Furthermore, investment in renewables pales in comparison to hydrocarbons, which has attracted around US$150 billion.
The opportunity to participate in Mexico’s oil sector for the first time in nearly 80 years brought companies from all over the world, including China National Offshore Oil Corporation (CNOOC), which won two significant blocks in early auctions.
Tabaré A. Currás, honorary member of the Climate Change & Renewable Energy Commission at World Peace Builders, recently told the Latin America Advisor that the election is an opportunity to move Mexico in a new direction.
“Mexico’s fossil-based economy must transition faster to a decarbonised energy paradigm, one that would surely bring about positive results to all stakeholders,” he said, adding; “candidates should not lose the chance to put forward a compelling case for this much-needed transformation.”
Most parts of the world will generate electricity from wind and solar cheaper than they will from coal by 2023
The World Bank Group’s International Finance Corporation (IFC) estimates that Mexico represents a US$75 billion opportunity for renewable energy investors between now and 2030.
Of all Latin American countries only Brazil has greater potential, according to an IFC report on “climate-smart” investment in the region.
Renewables prices tumble
By the time the next Mexican president completes his 6-year term (Margarita Zavala, the only remaining female candidate, dropped out of the running earlier this month) the way the world generates and stores energy may have changed dramatically.

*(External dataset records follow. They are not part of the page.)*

//! Configuration validation.
//!
//! # Responsibilities
//! - Semantic validation (serde handles syntactic)
//! - Check referential integrity (route policies reference existing
//!   claim policies, ~foreign key constraint)
//! - Reject ambiguous policies (anonymous routes naming a policy)
//!
//! # Design Decisions
//! - Returns all validation errors, not just the first
//! - Validation is a pure function over `GatewayConfig`
//! - Runs before the config is accepted into the system; the decision
//!   path still defends against unknown policy names at runtime

use thiserror::Error;
use url::Url;

use crate::config::schema::GatewayConfig;

/// A single semantic violation in the configuration.
#[derive(Debug, Error)]
pub enum ValidationError {
    #[error("upstream url could not be parsed: {0}")]
    MalformedUpstreamUrl(url::ParseError),

    #[error("upstream url scheme must be http or https, got {0:?}")]
    UnsupportedUpstreamScheme(String),

    #[error("claim policy {policy:?} contains a requirement with an unnamed claim")]
    UnnamedClaim { policy: String },

    #[error("route policy without a path definition")]
    MissingPath,

    #[error("route policy {path:?} allows anonymous access but also names policy {policy:?}")]
    AmbiguousAnonymous { path: String, policy: String },

    #[error("route policy {path:?} names non-existing claim policy {policy:?}")]
    UnknownPolicyName { path: String, policy: String },
}

/// Validate a parsed configuration, collecting every violation.
pub fn validate_config(config: &GatewayConfig) -> Result<(), Vec<ValidationError>> {
    let mut errors = Vec::new();

    validate_server(config, &mut errors);
    validate_claim_policies(config, &mut errors);
    validate_route_policies(config, &mut errors);

    if errors.is_empty() {
        Ok(())
    } else {
        Err(errors)
    }
}

fn validate_server(config: &GatewayConfig, errors: &mut Vec<ValidationError>) {
    let Some(raw) = &config.server.upstream_url else {
        return;
    };

    match Url::parse(raw) {
        Ok(url) => {
            if url.scheme() != "http" && url.scheme() != "https" {
                errors.push(ValidationError::UnsupportedUpstreamScheme(
                    url.scheme().to_string(),
                ));
            }
        }
        Err(e) => errors.push(ValidationError::MalformedUpstreamUrl(e)),
    }
}

fn validate_claim_policies(config: &GatewayConfig, errors: &mut Vec<ValidationError>) {
    for (name, requirements) in &config.claim_policies {
        for requirement in requirements {
            if requirement.claim.is_empty() {
                errors.push(ValidationError::UnnamedClaim {
                    policy: name.clone(),
                });
            }
        }
    }
}

fn validate_route_policies(config: &GatewayConfig, errors: &mut Vec<ValidationError>) {
    for policy in &config.route_policies {
        if policy.path.is_empty() {
            errors.push(ValidationError::MissingPath);
        }

        if let Some(name) = &policy.policy_name {
            // anonymous routes cannot name claim policies
            if policy.allow_anonymous {
                errors.push(ValidationError::AmbiguousAnonymous {
                    path: policy.path.clone(),
                    policy: name.clone(),
                });
            }

            if !config.claim_policies.contains_key(name) {
                errors.push(ValidationError::UnknownPolicyName {
                    path: policy.path.clone(),
                    policy: name.clone(),
                });
            }
        }
    }
}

Most parts of the world will generate electricity from wind and solar cheaper than they will from coal by 2023, according to a recent report by Bloomberg Energy Finance.
The drop in cost is in part attributable to falling prices for lithium batteries, an increasingly popular method of storing energy, but is also driven by cheaper Chinese manufacturing of renewable technologies.
“The economic case for building new coal and gas capacity is crumbling,” Elena Giannakopoulou, head of energy economics at BNEF, told Bloomberg.
According to Lisa Viscidi, director of the energy programme at US think-tank the Inter-American Dialogue, Mexico’s leadership in international climate talks – it was the first developing country to submit a climate plan to the UN – is ahead of renewable energy generation.
Mexico generates less than a quarter of energy from renewables, according to the International Energy Agency, well below the Latin America average of 50%.
However, the reform process’ creation of a wholesale energy market and a system of issuing clean energy certificates is promising for renewables growth, Viscidi told the Advisor:
“Energy reform has created a strong framework and important incentives to increase renewable energy in Mexico.”